1. Context Window Routing Error

  • Some Sonnet 4 requests were misrouted to servers configured for 1M token context window

  • Initially affected 0.8% of requests, peaked at 16% on August 31

  • "Sticky" routing meant affected users continued getting degraded responses

2. Output Corruption

  • Misconfiguration on TPU servers caused token generation errors

  • Occasionally assigned high probability to wrong tokens

  • Produced Thai/Chinese characters in English responses, syntax errors in code

3. Approximate Top-k XLA:TPU Miscompilation

  • Code change triggered latent bug in XLA:TPU compiler

  • Related to mixed precision arithmetic (bf16 vs fp32)

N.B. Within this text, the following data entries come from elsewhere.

#[cfg(test)]
mod tests {
    use super::*;
    use crate::handshake::record::LoopbackTransport;

    fn conn(mode: Mode) -> Connection {
        Connection::new(mode, Config::default(), Box::new(LoopbackTransport::new()))
    }

    #[test]
    fn fresh_connection_starts_at_client_hello_with_initial_type() {
        let c = conn(Mode::Client);
        assert_eq!(c.handshake_type(), HandshakeType::INITIAL);
        assert_eq!(c.current_message().unwrap(), MessageKind::ClientHello);
        assert_eq!(c.last_message_name(), "NONE");
    }

    #[test]
    fn set_handshake_type_full_handshake_reaches_application_data() {
        let mut c = conn(Mode::Server);
        c.negotiation_inputs.resuming_session = false;
        c.set_handshake_type().unwrap();
        assert!(c.handshake_type().contains(HandshakeType::FULL_HANDSHAKE));
        let sequence = variant_table::sequence_of(c.handshake_type()).unwrap();
        assert_eq!(*sequence.last().unwrap(), MessageKind::ApplicationData);
    }

    #[test]
    fn set_handshake_type_resumption_skips_full_handshake_flag() {
        let mut c = conn(Mode::Client);
        c.negotiation_inputs.resuming_session = true;
        c.set_handshake_type().unwrap();
        assert!(!c.handshake_type().contains(HandshakeType::FULL_HANDSHAKE));
        assert!(c.handshake_type().contains(HandshakeType::NEGOTIATED));
    }

    #[test]
    fn advance_walks_through_the_negotiated_sequence() {
        let mut c = conn(Mode::Client);
        c.set_handshake_type().unwrap();
        let first = c.current_message().unwrap();
        c.advance().unwrap();
        let second = c.current_message().unwrap();
        assert_ne!(first, second);
        assert_eq!(c.last_message_name(), first.name());
    }

    /// Test-only `Transport` that logs `cork`/`uncork`/`quickack` calls
    /// instead of acting on them, so `advance`'s transport-hint sequence
    /// (`s2n_advance_message`) can be asserted directly rather than only
    /// through message progression.
    struct RecordingTransport {
        inner: LoopbackTransport,
        log: std::rc::Rc<std::cell::RefCell<Vec<&'static str>>>,
    }

    impl Transport for RecordingTransport {
        fn read(&mut self, buf: &mut [u8]) -> std::io::Result<usize> {
            self.inner.read(buf)
        }
        fn write(&mut self, buf: &[u8]) -> std::io::Result<usize> {
            self.inner.write(buf)
        }
        fn flush(&mut self) -> std::io::Result<()> {
            self.inner.flush()
        }
        fn cork(&mut self) {
            self.log.borrow_mut().push("cork");
        }
        fn uncork(&mut self) {
            self.log.borrow_mut().push("uncork");
        }
        fn quickack(&mut self) {
            self.log.borrow_mut().push("quickack");
        }
    }

    #[test]
    fn advance_corks_on_a_direction_change_into_this_side_and_is_quiet_otherwise() {
        let log = std::rc::Rc::new(std::cell::RefCell::new(Vec::new()));
        let transport = RecordingTransport {
            inner: LoopbackTransport::new(),
            log: log.clone(),
        };
        let mut c = Connection::new(Mode::Server, Config::default(), Box::new(transport));
        c.negotiation_inputs.resuming_session = false;
        c.set_handshake_type().unwrap();

        // ClientHello (Client) -> ServerHello (Server): this side becomes
        // the writer, so `advance` corks after quickack-ing.
        assert_eq!(c.current_message().unwrap(), MessageKind::ClientHello);
        c.advance().unwrap();
        assert_eq!(c.current_message().unwrap(), MessageKind::ServerHello);
        assert_eq!(*log.borrow(), vec!["quickack", "cork"]);
        log.borrow_mut().clear();

        // ServerHello -> ServerCert: writer unchanged, only quickack.
        c.advance().unwrap();
        assert_eq!(c.current_message().unwrap(), MessageKind::ServerCert);
        assert_eq!(*log.borrow(), vec!["quickack"]);
        log.borrow_mut().clear();

        // ServerHelloDone -> ClientKey: writer changes away from this
        // side, so `advance` uncorks.
        c.advance().unwrap();
        assert_eq!(c.current_message().unwrap(), MessageKind::ServerHelloDone);
        log.borrow_mut().clear();
        c.advance().unwrap();
        assert_eq!(c.current_message().unwrap(), MessageKind::ClientKey);
        assert_eq!(*log.borrow(), vec!["quickack", "uncork"]);
    }

    #[test]
    fn client_auth_without_certificate_sets_no_client_cert() {
        let mut c = conn(Mode::Server);
        c.negotiation_inputs.client_auth_requested = true;
        c.negotiation_inputs.client_cert_present = false;
        c.set_handshake_type().unwrap();
        assert!(c.handshake_type().contains(HandshakeType::CLIENT_AUTH));
        assert!(c.handshake_type().contains(HandshakeType::NO_CLIENT_CERT));
    }
}
//! tls-handshake-io
//! https://github.com/grahamking/ort
//!
//! MIT License
//! Copyright (c) 2025 Graham King
//!
//! C1: the message catalog. Static per-kind metadata, grounded on
//! `state_machine[]` in the original handshake driver this was distilled
//! from: record type, wire-format type byte, which side writes the
//! message, and the (server, client) handler pair.

use super::connection::Connection;
use super::messages;
use super::types::{MessageKind, RecordType, Writer};
use crate::error::HsResult;

pub type HandlerFn = fn(&mut Connection) -> HsResult<()>;

/// Immutable per-kind descriptor (`spec.md` §3).
pub struct Descriptor {
    pub record_type: RecordType,
    /// 8-bit TLS handshake type byte. Unused when `record_type != Handshake`.
    pub wire_type: u8,
    pub writer: Writer,
    /// Indexed by `Mode::handler_index()`: `[server, client]`.
    pub handlers: [Option<HandlerFn>; 2],
}

macro_rules! descriptor {
    ($record_type:expr, $wire_type:expr, $writer:expr, $server:expr, $client:expr) => {
        Descriptor {
            record_type: $record_type,
            wire_type: $wire_type,
            writer: $writer,
            handlers: [Some($server), Some($client)],
        }
    };
}

/// O(1) lookup: given a message kind, its descriptor.
pub fn descriptor(kind: MessageKind) -> &'static Descriptor {
    use MessageKind::*;
    use RecordType::*;
    use Writer::*;

    match kind {
        ClientHello => {
            const D: Descriptor = descriptor!(
                Handshake,
                1,
                Client,
                messages::client_hello_recv,
                messages::client_hello_send
            );
            &D
        }
        ServerHello => {
            const D: Descriptor = descriptor!(
                Handshake,
                2,
                Server,
                messages::server_hello_send,
                messages::server_hello_recv
            );
            &D
        }
        ServerNewSessionTicket => {
            const D: Descriptor = descriptor!(
                Handshake,
                4,
                Server,
                messages::server_nst_send,
                messages::server_nst_recv
            );
            &D
        }
        ServerCert => {
            const D: Descriptor = descriptor!(
                Handshake,
                11,
                Server,
                messages::server_cert_send,
                messages::server_cert_recv
            );
            &D
        }
        ServerCertStatus => {
            const D: Descriptor = descriptor!(
                Handshake,
                22,
                Server,
                messages::server_status_send,
                messages::server_status_recv
            );
            &D
        }
        ServerKey => {
            const D: Descriptor = descriptor!(
                Handshake,
                12,
                Server,
                messages::server_key_send,
                messages::server_key_recv
            );
            &D
        }
        ServerCertReq => {
            const D: Descriptor = descriptor!(
                Handshake,
                13,
                Server,
                messages::cert_req_send,
                messages::cert_req_recv
            );
            &D
        }
        ServerHelloDone => {
            const D: Descriptor = descriptor!(
                Handshake,
                14,
                Server,
                messages::server_done_send,
                messages::server_done_recv
            );
            &D
        }
        ClientCert => {
            const D: Descriptor = descriptor!(
                Handshake,
                11,
                Client,
                messages::client_cert_recv,
                messages::client_cert_send
            );
            &D
        }
        ClientKey => {
            const D: Descriptor = descriptor!(
                Handshake,
                16,
                Client,
                messages::client_key_recv,
                messages::client_key_send
            );
            &D
        }
        ClientCertVerify => {
            const D: Descriptor = descriptor!(
                Handshake,
                15,
                Client,
                messages::client_cert_verify_recv,
                messages::client_cert_verify_send
            );
            &D
        }
        ClientChangeCipherSpec => {
            const D: Descriptor = descriptor!(
                ChangeCipherSpec,
                0,
                Client,
                messages::client_ccs_recv,
                messages::ccs_send
            );
            &D
        }
        ClientFinished => {
            const D: Descriptor = descriptor!(
                Handshake,
                20,
                Client,
                messages::client_finished_recv,
                messages::client_finished_send
            );
            &D
        }
        ServerChangeCipherSpec => {
            const D: Descriptor = descriptor!(
                ChangeCipherSpec,
                0,
                Server,
                messages::ccs_send,
                messages::server_ccs_recv
            );
            &D
        }
        ServerFinished => {
            const D: Descriptor = descriptor!(
                Handshake,
                20,
                Server,
                messages::server_finished_send,
                messages::server_finished_recv
            );
            &D
        }
        ApplicationData => {
            const D: Descriptor = Descriptor {
                record_type: ApplicationData,
                wire_type: 0,
                writer: Both,
                handlers: [None, None],
            };
            &D
        }
    }
}
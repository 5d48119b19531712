//! tls-handshake-io
//! https://github.com/grahamking/ort
//!
//! MIT License
//! Copyright (c) 2025 Graham King
//!
//! The handshake I/O driver of a TLS 1.0-1.2 implementation: the
//! subsystem that sequences, emits and consumes handshake messages for
//! both client and server endpoints until application data may flow.
//! Per-message parsing, record encryption, key exchange, certificate
//! validation and session storage are narrow collaborator interfaces,
//! not implemented here (`spec.md` §1).

pub mod config;
pub mod error;
pub mod handshake;
pub mod stuffer;

pub use error::{bad_message, hs_err, hs_error, Context, HsError, HsErrorKind, HsResult};
pub use handshake::{negotiate, Blocked, Connection, HandshakeType, MessageKind, Mode};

  • Bug behavior was frustratingly inconsistent

XLA Compiler Bug Deep Dive

  • Models calculate probabilities for each possible next word

  • Use "top-p sampling" with threshold of 0.99-0.999

  • Precision mismatch between bf16 and fp32 caused issues

  • Approximate top-k operation sometimes returned completely wrong results

  • Fixed by switching from approximate to exact top-k

Why Detection Was Difficult

  • Evaluations didn't capture the degradation users reported

  • Privacy practices limited engineer access to user interactions

  • Each bug produced different symptoms on different platforms

  • Overlapping bugs created confusing, contradictory reports

What They're Changing

  • More sensitive evaluations

  • Quality evaluations running continuously on production systems

  • Faster debugging tooling

  • Better tools to debug community-sourced feedback while preserving privacy

Key Quote

"To state it plainly: We never reduce model quality due to demand, time of day, or server load. The problems our users reported were due to infrastructure bugs alone."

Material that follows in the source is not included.